Segment Open

//! Game rules: how an inbound event changes the world and what it broadcasts
//!
//! Rules operate on `&mut Accounts`, which can only be obtained through the
//! registry's write lock. One event is therefore applied atomically against
//! every account it touches.

use log::{debug, info};

use crate::core::event::{Action, Event, Outbound, PositionView};
use crate::core::geometry::{Arena, Direction};
use crate::storage::accounts::Accounts;

/// Apply one event and return the broadcasts it produces, in order
pub fn apply(accounts: &mut Accounts, arena: &Arena, event: &Event) -> Vec<Outbound> {
    match &event.action {
        Action::Move(direction) => apply_move(accounts, arena, &event.user_id, *direction)
            .into_iter()
            .collect(),
        Action::Attack => apply_attack(accounts, &event.user_id),
        Action::Chat(msg) if accounts.contains(&event.user_id) => vec![Outbound::Chat {
            user_id: event.user_id.clone(),
            msg: msg.clone(),
        }],
        Action::Chat(_) => {
            debug!("Chat from {} ignored: account no longer exists", event.user_id);
            Vec::new()
        }
        Action::Unknown(tag) => {
            debug!("Ignoring event with unknown tag {} from {}", tag, event.user_id);
            Vec::new()
        }
    }
}

/// Move one step, clamped to the arena. `None` when the account is gone.
pub fn apply_move(
    accounts: &mut Accounts,
    arena: &Arena,
    user_id: &str,
    direction: Direction,
) -> Option<Outbound> {
    let account = match accounts.get_mut(user_id) {
        Some(account) => account,
        None => {
            debug!("Move from {} ignored: account no longer exists", user_id);
            return None;
        }
    };

    account.position = arena.step(&account.position, direction);
    account.facing = direction;

    Some(Outbound::Moved {
        user_id: account.id.clone(),
        position: PositionView::new(&account.position, account.facing),
    })
}

/// Hit every account overlapping the attacker. Each hit yields a health
/// update for the victim followed by a notification naming both sides.
pub fn apply_attack(accounts: &mut Accounts, attacker_id: &str) -> Vec<Outbound> {
    let (attacker_name, reach) = match accounts.get(attacker_id) {
        Some(attacker) => (attacker.username.clone(), attacker.position),
        None => {
            debug!("Attack from {} ignored: account no longer exists", attacker_id);
            return Vec::new();
        }
    };

    let victims: Vec<String> = accounts
        .iter()
        .filter(|other| other.id != attacker_id && reach.intersects(&other.position))
        .map(|other| other.id.clone())
        .collect();

    let mut outbound = Vec::with_capacity(victims.len() * 2);
    for victim_id in victims {
        let Some(victim) = accounts.get_mut(&victim_id) else {
            continue;
        };

        victim.health = victim.health.saturating_sub(1);
        let health = victim.health;
        let victim_name = victim.username.clone();
        let eliminated = health == 0;

        if eliminated {
            accounts.remove(&victim_id);
            info!("{} eliminated {}", attacker_name, victim_name);
        }

        outbound.push(Outbound::Damaged {
            user_id: victim_id,
            health,
            eliminated,
        });
        outbound.push(Outbound::Chat {
            user_id: attacker_id.to_string(),
            msg: format!("{} is dominating {}!", attacker_name, victim_name),
        });
    }

    outbound
}

#[cfg(test)]
mod tests {
    use super::*;
    use crate::core::geometry::Rect;
    use crate::storage::accounts::Account;

    fn account_at(name: &str, x: f64, y: f64) -> Account {
        let mut account = Account::new(name.to_string(), "hash".to_string());
        account.position = Rect::new(x, y, 16.0, 32.0);
        account
    }

    fn event(user_id: &str, action: Action) -> Event {
        Event {
            user_id: user_id.to_string(),
            action,
        }
    }

    #[test]
    fn test_move_broadcasts_updated_position() {
        let alice = account_at("alice", 10.0, 10.0);
        let id = alice.id.clone();
        let mut accounts = Accounts::from_accounts(vec![alice]);

        let out = apply(&mut accounts, &Arena::default(), &event(&id, Action::Move(Direction::East)));

        assert_eq!(out.len(), 1);
        match &out[0] {
            Outbound::Moved { user_id, position } => {
                assert_eq!(user_id, &id);
                assert_eq!(position.dimensions.x, 11.0);
                assert_eq!(position.dimensions.y, 10.0);
                assert_eq!(position.direction, Direction::East);
            }
            other => panic!("unexpected broadcast {:?}", other),
        }
        assert_eq!(accounts.get(&id).unwrap().facing, Direction::East);
    }

    #[test]
    fn test_move_at_boundary_never_leaves_map() {
        let arena = Arena::default();
        let edge = account_at("edge", 0.0, 0.0);
        let id = edge.id.clone();
        let mut accounts = Accounts::from_accounts(vec![edge]);

        for direction in [Direction::West, Direction::North] {
            let out = apply(&mut accounts, &arena, &event(&id, Action::Move(direction)));
            assert_eq!(out.len(), 1);
        }
        let position = accounts.get(&id).unwrap().position;
        assert_eq!((position.x, position.y), (0.0, 0.0));

        let far = arena.width - 16.0;
        let low = arena.height - 32.0;
        accounts.get_mut(&id).unwrap().position = Rect::new(far, low, 16.0, 32.0);
        apply(&mut accounts, &arena, &event(&id, Action::Move(Direction::East)));
        apply(&mut accounts, &arena, &event(&id, Action::Move(Direction::South)));
        let position = accounts.get(&id).unwrap().position;
        assert_eq!((position.x, position.y), (far, low));
    }

    #[test]
    fn test_move_from_missing_account_is_ignored() {
        let mut accounts = Accounts::new();
        let out = apply(&mut accounts, &Arena::default(), &event("ghost", Action::Move(Direction::North)));
        assert!(out.is_empty());
    }

    #[test]
    fn test_attack_damages_overlapping_account() {
        let attacker = account_at("alice", 0.0, 0.0);
        let victim = account_at("bob", 8.0, 8.0);
        let bystander = account_at("carol", 500.0, 500.0);
        let (a, b, c) = (attacker.id.clone(), victim.id.clone(), bystander.id.clone());
        let mut accounts = Accounts::from_accounts(vec![attacker, victim, bystander]);

        let out = apply(&mut accounts, &Arena::default(), &event(&a, Action::Attack));

        assert_eq!(out.len(), 2);
        assert_eq!(
            out[0],
            Outbound::Damaged {
                user_id: b.clone(),
                health: 5,
                eliminated: false
            }
        );
        assert_eq!(
            out[1],
            Outbound::Chat {
                user_id: a.clone(),
                msg: "alice is dominating bob!".to_string()
            }
        );
        assert_eq!(accounts.get(&a).unwrap().health, 6);
        assert_eq!(accounts.get(&b).unwrap().health, 5);
        assert_eq!(accounts.get(&c).unwrap().health, 6);
    }

    #[test]
    fn test_attack_eliminates_at_zero_and_repeat_is_harmless() {
        let attacker = account_at("alice", 0.0, 0.0);
        let mut victim = account_at("bob", 0.0, 0.0);
        victim.health = 1;
        let (a, b) = (attacker.id.clone(), victim.id.clone());
        let mut accounts = Accounts::from_accounts(vec![attacker, victim]);

        let out = apply(&mut accounts, &Arena::default(), &event(&a, Action::Attack));
        assert_eq!(out.len(), 2);
        assert_eq!(
            out[0],
            Outbound::Damaged {
                user_id: b.clone(),
                health: 0,
                eliminated: true
            }
        );
        assert!(matches!(out[1], Outbound::Chat { .. }));
        assert!(!accounts.contains(&b));

        let again = apply(&mut accounts, &Arena::default(), &event(&a, Action::Attack));
        assert!(again.is_empty());
        assert_eq!(accounts.len(), 1);
    }

    #[test]
    fn test_attack_never_hits_self() {
        let alone = account_at("alice", 0.0, 0.0);
        let id = alone.id.clone();
        let mut accounts = Accounts::from_accounts(vec![alone]);

        let out = apply(&mut accounts, &Arena::default(), &event(&id, Action::Attack));
        assert!(out.is_empty());
        assert_eq!(accounts.get(&id).unwrap().health, 6);
    }

    #[test]
    fn test_attack_edge_adjacent_misses() {
        let attacker = account_at("alice", 0.0, 0.0);
        let neighbour = account_at("bob", 16.0, 0.0);
        let a = attacker.id.clone();
        let mut accounts = Accounts::from_accounts(vec![attacker, neighbour]);

        assert!(apply(&mut accounts, &Arena::default(), &event(&a, Action::Attack)).is_empty());
    }

    #[test]
    fn test_attack_hits_every_overlapping_account() {
        let attacker = account_at("alice", 10.0, 10.0);
        let a = attacker.id.clone();
        let mut accounts = Accounts::from_accounts(vec![
            attacker,
            account_at("bob", 0.0, 0.0),
            account_at("carol", 20.0, 20.0),
        ]);

        let out = apply(&mut accounts, &Arena::default(), &event(&a, Action::Attack));
        assert_eq!(out.len(), 4);
        let damaged = out
            .iter()
            .filter(|o| matches!(o, Outbound::Damaged { .. }))
            .count();
        assert_eq!(damaged, 2);
    }

    #[test]
    fn test_attack_from_eliminated_account_does_nothing() {
        let victim = account_at("bob", 0.0, 0.0);
        let mut accounts = Accounts::from_accounts(vec![victim]);
        assert!(apply(&mut accounts, &Arena::default(), &event("gone", Action::Attack)).is_empty());
    }

    #[test]
    fn test_chat_is_republished_verbatim() {
        let alice = account_at("alice", 0.0, 0.0);
        let id = alice.id.clone();
        let mut accounts = Accounts::from_accounts(vec![alice]);
        let out = apply(
            &mut accounts,
            &Arena::default(),
            &event(&id, Action::Chat("  gg <b>wp</b> ".to_string())),
        );
        assert_eq!(
            out,
            vec![Outbound::Chat {
                user_id: id,
                msg: "  gg <b>wp</b> ".to_string()
            }]
        );
    }

    #[test]
    fn test_chat_from_eliminated_account_is_dropped() {
        let mut accounts = Accounts::new();
        let out = apply(&mut accounts, &Arena::default(), &event("gone", Action::Chat("hi".to_string())));
        assert!(out.is_empty());
    }

    #[test]
    fn test_unknown_event_is_ignored() {
        let alice = account_at("alice", 0.0, 0.0);
        let id = alice.id.clone();
        let mut accounts = Accounts::from_accounts(vec![alice.clone()]);

        let out = apply(&mut accounts, &Arena::default(), &event(&id, Action::Unknown(9)));
        assert!(out.is_empty());
        assert_eq!(accounts.get(&id), Some(&alice));
    }
}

Segment Closed

## Problem requirements
Note each line of the entries that has "carol" in it, and copy those lines.

## Response to the exercise
        let bystander = account_at("carol", 500.0, 500.0);
            account_at("carol", 20.0, 20.0),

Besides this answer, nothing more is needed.